Allez Yacine, faut se montrer, maintenant. Le vieux se tient à peine voûté dans l’encadrement de la porte. Les dix doigts refermés sur les tiges qui le blessent un peu, dans son dos. « Tiens, c’est pour toi ! » « Mais qu’est-ce que c’est que cette connerie ? T’es devenu fou. C’est pas possible de jeter l’argent par les fenêtres comme ça ! Qu’est-ce tu fous avec ces fleurs ? » « C’est pour toi », il répète, Yacine, en commençant à trembler.

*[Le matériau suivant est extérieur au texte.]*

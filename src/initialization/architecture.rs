use rand::Rng;

use super::{Fill, InitErr, Result};
use crate::{
    InferErr,
    arch::{ConvParams, DenseParams, ParameterSet},
    store::Tensor,
};

/// A small prior over the six emotion labels, favouring the neutral and happy outputs of an
/// untrained network.
pub const EMOTION_PRIOR: [f32; 6] = [0.0, -0.1, 0.2, 0.3, -0.1, 0.0];

/// The hyper parameters of the classifier.
#[derive(Debug, Clone, PartialEq)]
pub struct Architecture {
    /// Side of the square input image.
    pub side: usize,
    /// Side of the square convolution kernels.
    pub window: usize,
    /// Output channels of each convolution.
    pub filters: [usize; 2],
    /// Outputs of the first dense layer.
    pub hidden: usize,
    /// Outputs of the second dense layer.
    pub labels: usize,
    /// Bias of the second dense layer, zeros when `None`.
    pub output_bias: Option<Vec<f32>>,
}

impl Default for Architecture {
    fn default() -> Self {
        Self {
            side: 48,
            window: 3,
            filters: [32, 64],
            hidden: 128,
            labels: 6,
            output_bias: Some(EMOTION_PRIOR.to_vec()),
        }
    }
}

impl Architecture {
    /// The length of the flattened features after both convolution and pooling stages, or
    /// `None` if the input is too small for the kernels.
    pub fn feature_len(&self) -> Option<usize> {
        let mut side = self.side;
        for _ in self.filters {
            side = (side + 1).checked_sub(self.window)? / 2;
        }

        Some(side * side * self.filters[1])
    }

    /// Generates a parameter set with He normal kernels and zero biases.
    ///
    /// Every kernel is drawn from the same random stream in layer order, so the same `rng` state
    /// always yields the same parameters.
    pub fn he_normal<R: Rng>(&self, mut rng: R) -> Result<ParameterSet> {
        let feature_len = self.feature_len().ok_or(InitErr::Params(InferErr::ShapeMismatch {
            what: "input side",
            expected: 2 * self.window,
            got: self.side,
        }))?;

        let rng = &mut rng;
        let k = self.window;
        let [f1, f2] = self.filters;

        let conv1 = ConvParams::from_tensors(
            &Fill::HeNormal { fan_in: k * k }.tensor(rng, vec![k, k, 1, f1])?,
            &Fill::Zeros.tensor(rng, vec![f1])?,
        )?;

        let conv2 = ConvParams::from_tensors(
            &Fill::HeNormal { fan_in: k * k * f1 }.tensor(rng, vec![k, k, f1, f2])?,
            &Fill::Zeros.tensor(rng, vec![f2])?,
        )?;

        let dense1 = DenseParams::from_tensors(
            &Fill::HeNormal {
                fan_in: feature_len,
            }
            .tensor(rng, vec![feature_len, self.hidden])?,
            &Fill::Zeros.tensor(rng, vec![self.hidden])?,
        )?;

        let output_bias = match &self.output_bias {
            Some(bias) => Tensor::new(vec![bias.len()], bias.clone())?,
            None => Fill::Zeros.tensor(rng, vec![self.labels])?,
        };

        let dense2 = DenseParams::from_tensors(
            &Fill::HeNormal {
                fan_in: self.hidden,
            }
            .tensor(rng, vec![self.hidden, self.labels])?,
            &output_bias,
        )?;

        Ok(ParameterSet::new(conv1, conv2, dense1, dense2)?)
    }
}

Fatima, ça la rend folle. Il a toujours été faible, son mari. Même les pas Français ils ont toujours profité de lui. Et elle, elle a toujours trouvé ça insupportable. Une humiliation en plein dans sa face à elle, toute sa chienne de vie. Il est faible et puis il est con. Ça l’énerve, alors elle gueule pour le secouer, provoquer un semblant de réaction. Mais Yacine, il dit rien, jamais. Et ça l’énerve encore plus, alors elle gueule encore plus. Mais qu’est-ce qu’il fout planté là avec son bouquet débile pendu au bout du bras ? Elle a envie de le prendre et de lui fouetter la trogne avec.
« C’est pour toi », il répète, Yacine, un peu plus fort. Il relève son bras pour tendre les fleurs. La main gauche est restée dans le dos juste quelques secondes de plus. Les fleurs, le couteau. D’abord les fleurs, après le couteau. « C’est pour toi », il crie, Yacine, en plantant la lame. « Pour toi, pour toi ! » L’acier s’enfonce, ressort. Il plonge encore, lacère la djellaba qui se teinte de rouge. Fatima a la bouche ouverte mais n’émet plus aucun son. Elle ne crie plus, toute à sa surprise. « Mais qu’est-ce qu’il fout, ce con ? ». À peine le temps de se le demander, elle s’effondre. Son corps lourd s’affale éventré sur le carrelage qu’elle venait de nettoyer.
Yacine lâche le couteau, jette les fleurs. Le bouquet tombe sur la poitrine béante. Une rivière s’en écoule doucement. Il sourit, Yacine. « De ma vie, je t’avais jamais offert de fleurs, alors pour ton enterrement… »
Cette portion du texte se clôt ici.